All records that follow are to be output exactly.

○ ○ ○ ○ ○

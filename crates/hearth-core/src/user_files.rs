//! Saved-accounts persistence: an opaque read/save/delete key-value contract
//! over account ids. The on-disk representation is an implementation detail
//! of [`AccountsFile`].

use std::collections::HashMap;
use std::path::PathBuf;

use async_trait::async_trait;
use serde::{Deserialize, Serialize};

use crate::config::CoreConfig;
use crate::errors::Result;

/// What it takes to resume one account without a password.
#[derive(Debug, Clone, PartialEq, Eq, Serialize, Deserialize)]
pub struct SavedAccount {
    pub token: String,
    pub device_id: String,
    pub homeserver: String,
}

#[async_trait(?Send)]
pub trait SavedAccounts {
    async fn read(&self) -> Result<HashMap<String, SavedAccount>>;
    async fn save(&self, user_id: &str, account: SavedAccount) -> Result<()>;
    async fn delete(&self, user_id: &str) -> Result<()>;
}

/// JSON file under the config directory. Writes go through a temp file and a
/// rename, so a crash mid-write cannot corrupt the accounts file.
pub struct AccountsFile {
    path: PathBuf,
}

impl AccountsFile {
    pub fn new(config: &CoreConfig) -> Self {
        Self {
            path: config.config_dir.join("accounts.json"),
        }
    }

    pub fn at(path: impl Into<PathBuf>) -> Self {
        Self { path: path.into() }
    }

    fn read_all(&self) -> Result<HashMap<String, SavedAccount>> {
        match std::fs::read(&self.path) {
            Ok(bytes) => Ok(serde_json::from_slice(&bytes)?),
            Err(err) if err.kind() == std::io::ErrorKind::NotFound => Ok(HashMap::new()),
            Err(err) => Err(err.into()),
        }
    }

    fn write_all(&self, accounts: &HashMap<String, SavedAccount>) -> Result<()> {
        if let Some(parent) = self.path.parent() {
            std::fs::create_dir_all(parent)?;
        }
        let bytes = serde_json::to_vec_pretty(accounts)?;
        let temp = self.path.with_extension("json.tmp");
        std::fs::write(&temp, &bytes)?;
        std::fs::rename(&temp, &self.path)?;
        Ok(())
    }
}

#[async_trait(?Send)]
impl SavedAccounts for AccountsFile {
    async fn read(&self) -> Result<HashMap<String, SavedAccount>> {
        self.read_all()
    }

    async fn save(&self, user_id: &str, account: SavedAccount) -> Result<()> {
        let mut accounts = self.read_all()?;
        accounts.insert(user_id.to_string(), account);
        self.write_all(&accounts)
    }

    async fn delete(&self, user_id: &str) -> Result<()> {
        let mut accounts = self.read_all()?;
        if accounts.remove(user_id).is_some() {
            self.write_all(&accounts)?;
        }
        Ok(())
    }
}

#[cfg(test)]
mod tests {
    use super::*;
    use tempfile::tempdir;

    fn saved(token: &str) -> SavedAccount {
        SavedAccount {
            token: token.into(),
            device_id: "DEVICE".into(),
            homeserver: "https://example.org".into(),
        }
    }

    #[tokio::test]
    async fn missing_file_reads_as_empty() {
        let dir = tempdir().unwrap();
        let file = AccountsFile::at(dir.path().join("accounts.json"));

        assert!(file.read().await.unwrap().is_empty());
    }

    #[tokio::test]
    async fn save_read_delete_round_trip() {
        let dir = tempdir().unwrap();
        let file = AccountsFile::at(dir.path().join("accounts.json"));

        file.save("@alice:example.org", saved("tok-a")).await.unwrap();
        file.save("@bob:example.org", saved("tok-b")).await.unwrap();

        let accounts = file.read().await.unwrap();
        assert_eq!(accounts.len(), 2);
        assert_eq!(accounts["@alice:example.org"], saved("tok-a"));

        file.delete("@alice:example.org").await.unwrap();
        let accounts = file.read().await.unwrap();
        assert_eq!(accounts.len(), 1);
        assert!(!accounts.contains_key("@alice:example.org"));

        // Deleting an unknown account is a no-op.
        file.delete("@ghost:example.org").await.unwrap();
    }

    #[tokio::test]
    async fn save_creates_parent_directories() {
        let dir = tempdir().unwrap();
        let file = AccountsFile::at(dir.path().join("nested/config/accounts.json"));

        file.save("@alice:example.org", saved("tok")).await.unwrap();
        assert_eq!(file.read().await.unwrap().len(), 1);
    }
}
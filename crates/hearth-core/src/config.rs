use std::path::{Path, PathBuf};

pub const APP_NAME: &str = "hearth";

#[derive(Debug, Clone)]
pub struct CoreConfig {
    /// Where the saved-accounts file and other user settings live.
    pub config_dir: PathBuf,
    /// Scratch space for downloaded media.
    pub cache_dir: PathBuf,
}

impl CoreConfig {
    pub fn new<P: AsRef<Path>, Q: AsRef<Path>>(config_dir: P, cache_dir: Q) -> Self {
        Self {
            config_dir: config_dir.as_ref().to_path_buf(),
            cache_dir: cache_dir.as_ref().to_path_buf(),
        }
    }
}

impl Default for CoreConfig {
    fn default() -> Self {
        let config_dir = dirs::config_dir()
            .unwrap_or_else(|| PathBuf::from("."))
            .join(APP_NAME);
        let cache_dir = dirs::cache_dir()
            .unwrap_or_else(|| PathBuf::from("."))
            .join(APP_NAME);
        Self {
            config_dir,
            cache_dir,
        }
    }
}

○ ○ ○ ○ ○

**Answer section**
filename crates/hearth-core/src/user_files.rs
//! Saved-accounts persistence: an opaque read/save/delete key-value contract
//! over account ids. The on-disk representation is an implementation detail
//! of [`AccountsFile`].

use std::collections::HashMap;
use std::path::PathBuf;

use async_trait::async_trait;
use serde::{Deserialize, Serialize};

use crate::config::CoreConfig;
use crate::errors::Result;

/// What it takes to resume one account without a password.
#[derive(Debug, Clone, PartialEq, Eq, Serialize, Deserialize)]
pub struct SavedAccount {
    pub token: String,
    pub device_id: String,
    pub homeserver: String,
}

#[async_trait(?Send)]
pub trait SavedAccounts {
    async fn read(&self) -> Result<HashMap<String, SavedAccount>>;
    async fn save(&self, user_id: &str, account: SavedAccount) -> Result<()>;
    async fn delete(&self, user_id: &str) -> Result<()>;
}

/// JSON file under the config directory. Writes go through a temp file and a
/// rename, so a crash mid-write cannot corrupt the accounts file.
pub struct AccountsFile {
    path: PathBuf,
}

impl AccountsFile {
    pub fn new(config: &CoreConfig) -> Self {
        Self {
            path: config.config_dir.join("accounts.json"),
        }
    }

    pub fn at(path: impl Into<PathBuf>) -> Self {
        Self { path: path.into() }
    }

    fn read_all(&self) -> Result<HashMap<String, SavedAccount>> {
        match std::fs::read(&self.path) {
            Ok(bytes) => Ok(serde_json::from_slice(&bytes)?),
            Err(err) if err.kind() == std::io::ErrorKind::NotFound => Ok(HashMap::new()),
            Err(err) => Err(err.into()),
        }
    }

    fn write_all(&self, accounts: &HashMap<String, SavedAccount>) -> Result<()> {
        if let Some(parent) = self.path.parent() {
            std::fs::create_dir_all(parent)?;
        }
        let bytes = serde_json::to_vec_pretty(accounts)?;
        let temp = self.path.with_extension("json.tmp");
        std::fs::write(&temp, &bytes)?;
        std::fs::rename(&temp, &self.path)?;
        Ok(())
    }
}

#[async_trait(?Send)]
impl SavedAccounts for AccountsFile {
    async fn read(&self) -> Result<HashMap<String, SavedAccount>> {
        self.read_all()
    }

    async fn save(&self, user_id: &str, account: SavedAccount) -> Result<()> {
        let mut accounts = self.read_all()?;
        accounts.insert(user_id.to_string(), account);
        self.write_all(&accounts)
    }

    async fn delete(&self, user_id: &str) -> Result<()> {
        let mut accounts = self.read_all()?;
        if accounts.remove(user_id).is_some() {
            self.write_all(&accounts)?;
        }
        Ok(())
    }
}

#[cfg(test)]
mod tests {
    use super::*;
    use tempfile::tempdir;

    fn saved(token: &str) -> SavedAccount {
        SavedAccount {
            token: token.into(),
            device_id: "DEVICE".into(),
            homeserver: "https://example.org".into(),
        }
    }

    #[tokio::test]
    async fn missing_file_reads_as_empty() {
        let dir = tempdir().unwrap();
        let file = AccountsFile::at(dir.path().join("accounts.json"));

        assert!(file.read().await.unwrap().is_empty());
    }

    #[tokio::test]
    async fn save_read_delete_round_trip() {
        let dir = tempdir().unwrap();
        let file = AccountsFile::at(dir.path().join("accounts.json"));

        file.save("@alice:example.org", saved("tok-a")).await.unwrap();
        file.save("@bob:example.org", saved("tok-b")).await.unwrap();

        let accounts = file.read().await.unwrap();
        assert_eq!(accounts.len(), 2);
        assert_eq!(accounts["@alice:example.org"], saved("tok-a"));

        file.delete("@alice:example.org").await.unwrap();
        let accounts = file.read().await.unwrap();
        assert_eq!(accounts.len(), 1);
        assert!(!accounts.contains_key("@alice:example.org"));

        // Deleting an unknown account is a no-op.
        file.delete("@ghost:example.org").await.unwrap();
    }

    #[tokio::test]
    async fn save_creates_parent_directories() {
        let dir = tempdir().unwrap();
        let file = AccountsFile::at(dir.path().join("nested/config/accounts.json"));

        file.save("@alice:example.org", saved("tok")).await.unwrap();
        assert_eq!(file.read().await.unwrap().len(), 1);
    }
}
filename crates/hearth-core/src/config.rs
use std::path::{Path, PathBuf};

pub const APP_NAME: &str = "hearth";

#[derive(Debug, Clone)]
pub struct CoreConfig {
    /// Where the saved-accounts file and other user settings live.
    pub config_dir: PathBuf,
    /// Scratch space for downloaded media.
    pub cache_dir: PathBuf,
}

impl CoreConfig {
    pub fn new<P: AsRef<Path>, Q: AsRef<Path>>(config_dir: P, cache_dir: Q) -> Self {
        Self {
            config_dir: config_dir.as_ref().to_path_buf(),
            cache_dir: cache_dir.as_ref().to_path_buf(),
        }
    }
}

impl Default for CoreConfig {
    fn default() -> Self {
        let config_dir = dirs::config_dir()
            .unwrap_or_else(|| PathBuf::from("."))
            .join(APP_NAME);
        let cache_dir = dirs::cache_dir()
            .unwrap_or_else(|| PathBuf::from("."))
            .join(APP_NAME);
        Self {
            config_dir,
            cache_dir,
        }
    }
}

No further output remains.